**PROBLEM DESCRIPTION**: Determine how many lines in the entries below include the word "generated", and reply with that number alone.

**RECORDS SHOWN**:
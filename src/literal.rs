//! C/C++ numeric literal formatting for generated sources.

use crate::error::{Error, Result};

/// Fractional digits printed before trailing zeros are stripped.
const PRECISION: usize = 6;

/// Formats a numeric string as a C/C++ `double` literal.
///
/// Empty input yields `"0.0"`. Otherwise the value is printed with six
/// fractional digits, trailing zeros are dropped, and a single `0` is kept
/// after the decimal point when nothing else remains.
///
/// # Errors
/// * `Error::FormatError` if `text` is not a finite number
///
/// # Examples
/// ```
/// use plugen::literal::format_double;
///
/// assert_eq!(format_double("1").unwrap(), "1.0");
/// assert_eq!(format_double("1.2500000").unwrap(), "1.25");
/// assert_eq!(format_double("").unwrap(), "0.0");
/// ```
pub fn format_double(text: &str) -> Result<String> {
    if text.is_empty() {
        return Ok("0.0".to_string());
    }

    let value: f64 = text.trim().parse().map_err(|_| invalid_number(text))?;
    if !value.is_finite() {
        return Err(invalid_number(text));
    }

    let fixed = format!("{:.*}", PRECISION, value);
    let trimmed = fixed.trim_end_matches('0');
    if trimmed.ends_with('.') {
        Ok(format!("{trimmed}0"))
    } else {
        Ok(trimmed.to_string())
    }
}

/// Formats a numeric string as a C/C++ `float` literal (`format_double` plus `f`).
///
/// # Examples
/// ```
/// use plugen::literal::format_float;
///
/// assert_eq!(format_float("2").unwrap(), "2.0f");
/// ```
pub fn format_float(text: &str) -> Result<String> {
    format_double(text).map(|literal| literal + "f")
}

fn invalid_number(text: &str) -> Error {
    Error::FormatError {
        value: text.to_string(),
        expected: "number".to_string(),
    }
}

#[cfg(test)]
mod tests {
    use super::*;

    #[test]
    fn test_rounds_to_six_digits() {
        assert_eq!(format_double("0.1234567").unwrap(), "0.123457");
        assert_eq!(format_double("0.0000001").unwrap(), "0.0");
    }

    #[test]
    fn test_negative_values() {
        assert_eq!(format_double("-24").unwrap(), "-24.0");
        assert_eq!(format_float("-0.5").unwrap(), "-0.5f");
    }

    #[test]
    fn test_exponent_notation() {
        assert_eq!(format_double("1e3").unwrap(), "1000.0");
        assert_eq!(format_double("2.5E-2").unwrap(), "0.025");
    }

    #[test]
    fn test_surrounding_whitespace_is_ignored() {
        assert_eq!(format_double(" 3 ").unwrap(), "3.0");
    }

    #[test]
    fn test_non_finite_is_rejected() {
        assert!(matches!(format_double("inf"), Err(Error::FormatError { .. })));
        assert!(matches!(format_double("NaN"), Err(Error::FormatError { .. })));
    }

    #[test]
    fn test_whitespace_only_is_rejected() {
        assert!(matches!(format_double("  "), Err(Error::FormatError { .. })));
    }
}
//! Generation run orchestration.
//! Renders the fixed template sequence and writes one source file per template.

use crate::constants::{PARAMETER_TEMPLATES, PROCESSOR_TEMPLATES};
use crate::context::Context;
use crate::error::{Error, Result};
use crate::renderer::TemplateRenderer;
use crate::table::load_parameters_from_path;
use log::{debug, info};
use std::fs;
use std::path::{Path, PathBuf};

/// Writes generated sources for one project into an output directory.
pub struct Generator<'a> {
    renderer: &'a dyn TemplateRenderer,
    output_dir: PathBuf,
}

impl<'a> Generator<'a> {
    pub fn new<P: AsRef<Path>>(renderer: &'a dyn TemplateRenderer, output_dir: P) -> Self {
        Self {
            renderer,
            output_dir: output_dir.as_ref().to_path_buf(),
        }
    }

    /// Target path for `template_name`: `<output_dir>/<projectName><template_name>`.
    pub fn output_path(&self, template_name: &str, context: &Context) -> PathBuf {
        self.output_dir
            .join(format!("{}{}", context.project_name, template_name))
    }

    /// Renders one template and writes it, replacing any existing file.
    ///
    /// Nothing is written if rendering fails.
    ///
    /// # Returns
    /// * `Result<PathBuf>` - Path of the written file
    pub fn generate_file(&self, template_name: &str, context: &Context) -> Result<PathBuf> {
        let content = self.renderer.render(template_name, context)?;
        let target = self.output_path(template_name, context);
        write_file(&target, &content)?;
        Ok(target)
    }

    /// Runs the full generation sequence.
    ///
    /// # Flow
    /// 1. Renders the processor files from the project identity alone
    /// 2. Loads the parameter table rows for the project; the parameter and
    ///    editor templates need at least one
    /// 3. Renders the parameter and editor files with the loaded params
    ///
    /// # Returns
    /// * `Result<Vec<PathBuf>>` - Written files, in generation order
    ///
    /// # Errors
    /// * `Error::ConfigError` if the table has no rows for the project
    pub fn run<P: AsRef<Path>>(&self, context: Context, table: P) -> Result<Vec<PathBuf>> {
        let mut written = Vec::with_capacity(PROCESSOR_TEMPLATES.len() + PARAMETER_TEMPLATES.len());

        for template_name in PROCESSOR_TEMPLATES {
            written.push(self.generate_file(template_name, &context)?);
        }

        let table = table.as_ref();
        let params = load_parameters_from_path(table, &context.project_name)?;
        if params.is_empty() {
            return Err(Error::ConfigError(format!(
                "no parameters for project '{}' in '{}'",
                context.project_name,
                table.display()
            )));
        }
        info!(
            "Loaded {} parameter(s) for project '{}'",
            params.len(),
            context.project_name
        );
        let context = context.with_params(params);

        for template_name in PARAMETER_TEMPLATES {
            written.push(self.generate_file(template_name, &context)?);
        }

        Ok(written)
    }
}

fn write_file(path: &Path, content: &str) -> Result<()> {
    if let Some(parent) = path.parent() {
        fs::create_dir_all(parent).map_err(Error::IoError)?;
    }
    debug!("Writing file: {}", path.display());
    fs::write(path, content).map_err(Error::IoError)
}
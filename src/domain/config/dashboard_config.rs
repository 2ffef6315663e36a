//! Dashboard Configuration Domain Value Object
//!
//! What to chart (pair, timeframe, depth) plus the indicator parameters.

use super::indicator_config::IndicatorConfig;
use crate::domain::errors::ConfigError;
use crate::domain::market::timeframe::Timeframe;
use serde::{Deserialize, Serialize};

/// Dashboard configuration value object
///
/// # Invariants
///
/// - `pair` is not blank
/// - `bar_limit` > 0
/// - `indicators` is valid
#[derive(Debug, Clone, PartialEq, Serialize, Deserialize)]
pub struct DashboardConfig {
    pub pair: String,
    pub timeframe: Timeframe,
    pub bar_limit: usize,
    pub indicators: IndicatorConfig,
}

impl DashboardConfig {
    /// Create a new DashboardConfig with validation
    pub fn new(
        pair: impl Into<String>,
        timeframe: Timeframe,
        bar_limit: usize,
        indicators: IndicatorConfig,
    ) -> Result<Self, ConfigError> {
        let config = Self {
            pair: pair.into(),
            timeframe,
            bar_limit,
            indicators,
        };

        config.validate()?;
        Ok(config)
    }

    pub fn validate(&self) -> Result<(), ConfigError> {
        if self.pair.trim().is_empty() {
            return Err(ConfigError::EmptyPair);
        }
        if self.bar_limit == 0 {
            return Err(ConfigError::InvalidBarLimit {
                value: self.bar_limit,
            });
        }
        self.indicators.validate()
    }
}

impl Default for DashboardConfig {
    fn default() -> Self {
        Self {
            pair: "BTC/USDT".to_string(),
            timeframe: Timeframe::OneMin,
            bar_limit: 100,
            indicators: IndicatorConfig::default(),
        }
    }
}

#[cfg(test)]
mod tests {
    use super::*;

    #[test]
    fn test_valid_config() {
        let config = DashboardConfig::new(
            "ETH/USDT",
            Timeframe::FourHour,
            500,
            IndicatorConfig::default(),
        );
        assert!(config.is_ok());
    }

    #[test]
    fn test_blank_pair() {
        let result = DashboardConfig::new("  ", Timeframe::OneMin, 100, IndicatorConfig::default());
        assert_eq!(result, Err(ConfigError::EmptyPair));
    }

    #[test]
    fn test_zero_bar_limit() {
        let result =
            DashboardConfig::new("BTC/USDT", Timeframe::OneMin, 0, IndicatorConfig::default());
        assert_eq!(result, Err(ConfigError::InvalidBarLimit { value: 0 }));
    }
}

**RESPONSE BELOW**: 2